Llama la atención los amplios espacios conventuales, una sala, un refectorio, un claustro, una habitación, todo muy limpio y resplandeciente, que puede sorprender al espectador poco familiarizado con la realidad limpia y luminosa de la vida conventual, que también se muestra en los hábitos dignos y limpios.

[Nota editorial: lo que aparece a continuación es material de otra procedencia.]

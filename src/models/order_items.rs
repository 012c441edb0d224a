use sea_orm::entity::prelude::*;
use serde::{Deserialize, Serialize};

use crate::money::Money;

/// SeaORM entity for the `order_items` table. `price` is the unit price at
/// checkout time.
#[derive(Clone, Debug, PartialEq, Eq, DeriveEntityModel, Serialize, Deserialize)]
#[sea_orm(table_name = "order_items")]
pub struct Model {
    #[sea_orm(primary_key, auto_increment = false)]
    pub id: Uuid,
    pub order_id: Uuid,
    pub product_id: Uuid,
    pub quantity: i32,
    pub price: Money,
}

#[derive(Copy, Clone, Debug, EnumIter, DeriveRelation)]
pub enum Relation {
    #[sea_orm(
        belongs_to = "super::orders::Entity",
        from = "Column::OrderId",
        to = "super::orders::Column::Id"
    )]
    Order,
}

impl Related<super::orders::Entity> for Entity {
    fn to() -> RelationDef {
        Relation::Order.def()
    }
}

impl ActiveModelBehavior for ActiveModel {}
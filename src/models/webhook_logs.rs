use sea_orm::entity::prelude::*;
use serde::{Deserialize, Serialize};

/// SeaORM entity for the append-only `webhook_logs` table.
///
/// Every gateway callback lands here before anything else happens. `processed`
/// is set only for the callback that actually applied a terminal transition.
#[derive(Clone, Debug, PartialEq, Eq, DeriveEntityModel, Serialize, Deserialize)]
#[sea_orm(table_name = "webhook_logs")]
pub struct Model {
    #[sea_orm(primary_key, auto_increment = false)]
    pub id: Uuid,
    pub provider: String,
    pub order_id: String,
    pub transaction_status: String,
    pub fraud_status: Option<String>,
    pub status_code: String,
    pub gross_amount: String,
    pub signature_key: String,
    pub signature_valid: bool,
    pub processed: bool,
    #[sea_orm(column_type = "Text")]
    pub raw_body: String,
    #[sea_orm(column_type = "Text")]
    pub headers: String,
    #[sea_orm(column_type = "Text", nullable)]
    pub parsed_body: Option<String>,
    #[sea_orm(column_type = "Text", nullable)]
    pub error: Option<String>,
    pub created_at: DateTimeUtc,
    pub processed_at: Option<DateTimeUtc>,
}

#[derive(Copy, Clone, Debug, EnumIter, DeriveRelation)]
pub enum Relation {}

impl ActiveModelBehavior for ActiveModel {}
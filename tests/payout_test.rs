//! Payout ledger: admin disbursement and escrow release.
//!
//! Run with: `cargo test --test payout_test`
mod common;

use agrimarket_backend::db::ledger as ledger_db;
use agrimarket_backend::error::CoreError;
use agrimarket_backend::models::payouts;
use agrimarket_backend::models::project_applications::CreateApplication;
use agrimarket_backend::models::transactions;
use agrimarket_backend::models::users::{self, Roles};
use agrimarket_backend::services::payments::WebhookAck;
use agrimarket_backend::services::{board, payouts as payout_service};
use common::{engines, harvest_project, seed_user, settlement_for, setup_db};
use sea_orm::DatabaseConnection;

/// A paid two-worker project; returns the admin, its transaction and payouts.
async fn paid_project(
    db: &DatabaseConnection,
) -> (users::Model, transactions::Model, Vec<payouts::Model>) {
    let e = engines();
    let admin = seed_user(db, "Admin", Roles::Admin).await;
    let farmer = seed_user(db, "Farmer", Roles::Farmer).await;
    let project = board::create_project(db, farmer.id, harvest_project(2)).await.unwrap();

    let mut invoice = None;
    for name in ["Asep", "Dewi"] {
        let worker = seed_user(db, name, Roles::Worker).await;
        let application = board::apply(
            db,
            project.id,
            worker.id,
            CreateApplication {
                message: String::new(),
            },
        )
        .await
        .unwrap();
        invoice = e
            .contracts
            .accept_application(db, application.id, farmer.id)
            .await
            .unwrap()
            .invoice;
    }
    let invoice = invoice.unwrap();

    let ack = e
        .payments
        .handle_webhook(db, &settlement_for(&invoice), "{}".to_string())
        .await
        .unwrap();
    assert_eq!(ack, WebhookAck::Paid);

    let transaction = ledger_db::get_transaction_by_invoice(db, invoice.id)
        .await
        .unwrap()
        .unwrap();
    let payouts = ledger_db::get_payouts_by_transaction(db, transaction.id).await.unwrap();
    (admin, transaction, payouts)
}

async fn transaction(db: &DatabaseConnection, id: uuid::Uuid) -> transactions::Model {
    ledger_db::get_transaction_by_id(db, id).await.unwrap().unwrap()
}

#[tokio::test]
async fn test_pending_payouts_carry_payee_and_context() {
    let db = setup_db().await;
    let (_, _, payouts) = paid_project(&db).await;

    let pending = payout_service::list_pending(&db).await.unwrap();
    assert_eq!(pending.len(), payouts.len());
    for p in &pending {
        assert!(["Asep", "Dewi"].contains(&p.payee_name.as_str()));
        assert_eq!(p.context, "Rice harvest");
        assert!(p.bank.bank_name.is_none());
    }
}

#[tokio::test]
async fn test_escrow_is_released_when_the_last_payout_closes() {
    let db = setup_db().await;
    let (admin, tx, payouts) = paid_project(&db).await;

    let first = payout_service::mark_completed(
        &db,
        payouts[0].id,
        &admin,
        "https://cdn.agri.test/proofs/transfer-1.jpg".to_string(),
    )
    .await
    .unwrap();
    assert_eq!(first.status, payouts::Status::Completed);
    assert_eq!(first.processed_by, Some(admin.id));
    assert!(first.processed_at.is_some());
    assert!(transaction(&db, tx.id).await.released_at.is_none());

    let second = payout_service::mark_failed(
        &db,
        payouts[1].id,
        &admin,
        "  Account closed  ".to_string(),
    )
    .await
    .unwrap();
    assert_eq!(second.status, payouts::Status::Failed);
    assert_eq!(second.failure_reason.as_deref(), Some("Account closed"));
    assert!(transaction(&db, tx.id).await.released_at.is_some());

    assert!(payout_service::list_pending(&db).await.unwrap().is_empty());

    assert!(matches!(
        payout_service::mark_completed(
            &db,
            payouts[0].id,
            &admin,
            "https://cdn.agri.test/proofs/again.jpg".to_string(),
        )
        .await,
        Err(CoreError::IllegalState(_))
    ));
}

#[tokio::test]
async fn test_only_admins_finalize_with_valid_evidence() {
    let db = setup_db().await;
    let (admin, _, payouts) = paid_project(&db).await;
    let farmer = seed_user(&db, "NotAdmin", Roles::Farmer).await;

    assert!(matches!(
        payout_service::mark_completed(
            &db,
            payouts[0].id,
            &farmer,
            "https://cdn.agri.test/p.jpg".to_string(),
        )
        .await,
        Err(CoreError::Forbidden(_))
    ));
    assert!(matches!(
        payout_service::mark_completed(&db, payouts[0].id, &admin, "/uploads/p.jpg".to_string())
            .await,
        Err(CoreError::InvalidInput(_))
    ));
    assert!(matches!(
        payout_service::mark_failed(&db, payouts[0].id, &admin, "   ".to_string()).await,
        Err(CoreError::InvalidInput(_))
    ));
    assert!(matches!(
        payout_service::mark_failed(&db, uuid::Uuid::new_v4(), &admin, "Bounced".to_string())
            .await,
        Err(CoreError::NotFound(_))
    ));

    let pending = payout_service::list_pending(&db).await.unwrap();
    assert_eq!(pending.len(), 2);
}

Otro gran amante de la libertad, san Josemaría, ha invitado también a vivir el juego de la libertad que sabe comprometerse y mantenerse fiel con la atadura fuere del amor: «El Amor de Dios marca el camino de la verdad, de la justicia, del bien. Cuando nos decidimos a contestar al Señor: mi libertad para ti, nos encontramos liberados de todas las cadenas que nos habían atado a cosas sin importancia, a preocupaciones ridículas, a ambiciones mezquinas. Y la libertad tesoro incalculable, perla maravillosa que sería triste arrojar a las bestias- se emplea entera en aprender a hacer el bien.

»Esta es la libertad gloriosa de los hijos de Dios. Los cristianos amilanados cohibidos o envidiosos en su conducta, ante el libertinaje de los que no han acogido la Palabra de Dios, demostrarían tener un concepto miserable de nuestra fe. Si cumplimos de verdad la Ley de Cristo si nos esforzamos por cumplirla, porque no siempre lo conseguiremos, nos descubriremos dotados de esa maravillosa gallardía de espíritu, que no necesita ir a buscar en otro sitio el sentido de la más plena dignidad humana» (Amigos de Dios, n.38).